__Task goal__
Scanning the listing below, tally every line where the string "NccIntegral" shows up, then state the count alone.

__Records for this task__

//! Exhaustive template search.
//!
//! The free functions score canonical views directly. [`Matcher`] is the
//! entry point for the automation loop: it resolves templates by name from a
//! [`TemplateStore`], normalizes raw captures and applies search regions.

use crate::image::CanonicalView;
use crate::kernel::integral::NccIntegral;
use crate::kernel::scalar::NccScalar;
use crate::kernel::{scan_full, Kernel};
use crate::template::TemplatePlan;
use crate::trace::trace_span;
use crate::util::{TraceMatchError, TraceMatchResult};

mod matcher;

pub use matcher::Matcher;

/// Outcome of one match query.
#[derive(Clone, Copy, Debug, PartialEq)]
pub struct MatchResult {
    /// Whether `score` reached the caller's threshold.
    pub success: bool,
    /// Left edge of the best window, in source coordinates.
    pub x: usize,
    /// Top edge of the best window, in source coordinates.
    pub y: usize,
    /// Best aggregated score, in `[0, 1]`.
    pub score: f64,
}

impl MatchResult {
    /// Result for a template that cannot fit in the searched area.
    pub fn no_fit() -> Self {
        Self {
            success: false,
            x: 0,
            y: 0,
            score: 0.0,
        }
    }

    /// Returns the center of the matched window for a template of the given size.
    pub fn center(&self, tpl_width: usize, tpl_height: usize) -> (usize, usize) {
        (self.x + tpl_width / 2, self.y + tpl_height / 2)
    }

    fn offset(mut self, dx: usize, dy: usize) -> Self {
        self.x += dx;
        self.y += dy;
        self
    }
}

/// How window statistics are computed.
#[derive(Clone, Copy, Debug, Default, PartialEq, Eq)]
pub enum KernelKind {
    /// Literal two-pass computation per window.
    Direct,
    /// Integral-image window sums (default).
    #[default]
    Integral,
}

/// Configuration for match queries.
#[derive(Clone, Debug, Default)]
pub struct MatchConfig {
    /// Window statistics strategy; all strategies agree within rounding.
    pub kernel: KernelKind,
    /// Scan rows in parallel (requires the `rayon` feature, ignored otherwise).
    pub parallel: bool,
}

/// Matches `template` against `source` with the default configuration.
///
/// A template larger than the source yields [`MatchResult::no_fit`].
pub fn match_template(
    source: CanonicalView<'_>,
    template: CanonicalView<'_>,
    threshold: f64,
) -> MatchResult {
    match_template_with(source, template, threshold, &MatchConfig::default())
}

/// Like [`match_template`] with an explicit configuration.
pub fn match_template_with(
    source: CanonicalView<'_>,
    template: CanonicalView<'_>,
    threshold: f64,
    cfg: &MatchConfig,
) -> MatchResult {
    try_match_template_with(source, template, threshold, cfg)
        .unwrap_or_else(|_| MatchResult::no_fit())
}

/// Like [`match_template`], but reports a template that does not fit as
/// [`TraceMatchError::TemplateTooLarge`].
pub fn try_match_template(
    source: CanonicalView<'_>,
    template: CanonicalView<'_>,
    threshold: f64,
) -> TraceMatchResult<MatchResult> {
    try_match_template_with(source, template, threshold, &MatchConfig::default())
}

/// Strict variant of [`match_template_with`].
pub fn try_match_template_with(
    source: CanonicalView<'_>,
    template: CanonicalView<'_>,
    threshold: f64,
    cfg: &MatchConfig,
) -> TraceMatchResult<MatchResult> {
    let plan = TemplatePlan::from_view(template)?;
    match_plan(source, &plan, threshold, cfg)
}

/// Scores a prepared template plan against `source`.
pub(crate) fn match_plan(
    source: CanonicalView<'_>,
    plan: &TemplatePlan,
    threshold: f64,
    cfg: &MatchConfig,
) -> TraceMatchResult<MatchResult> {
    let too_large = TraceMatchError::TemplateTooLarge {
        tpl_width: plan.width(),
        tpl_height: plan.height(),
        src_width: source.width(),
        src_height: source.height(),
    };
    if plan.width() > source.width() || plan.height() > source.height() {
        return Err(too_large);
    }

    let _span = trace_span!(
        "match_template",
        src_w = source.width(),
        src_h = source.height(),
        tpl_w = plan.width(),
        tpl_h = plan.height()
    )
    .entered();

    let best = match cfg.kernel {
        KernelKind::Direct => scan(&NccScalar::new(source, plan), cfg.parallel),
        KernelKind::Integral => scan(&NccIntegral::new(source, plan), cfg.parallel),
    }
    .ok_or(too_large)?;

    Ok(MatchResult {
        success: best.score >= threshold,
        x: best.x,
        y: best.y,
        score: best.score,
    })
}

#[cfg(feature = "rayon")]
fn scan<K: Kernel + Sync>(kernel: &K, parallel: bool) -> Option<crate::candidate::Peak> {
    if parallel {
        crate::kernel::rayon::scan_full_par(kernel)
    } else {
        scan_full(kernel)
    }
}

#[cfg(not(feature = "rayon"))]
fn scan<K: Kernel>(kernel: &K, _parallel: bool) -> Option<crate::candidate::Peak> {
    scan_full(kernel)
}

__Problem solution__
2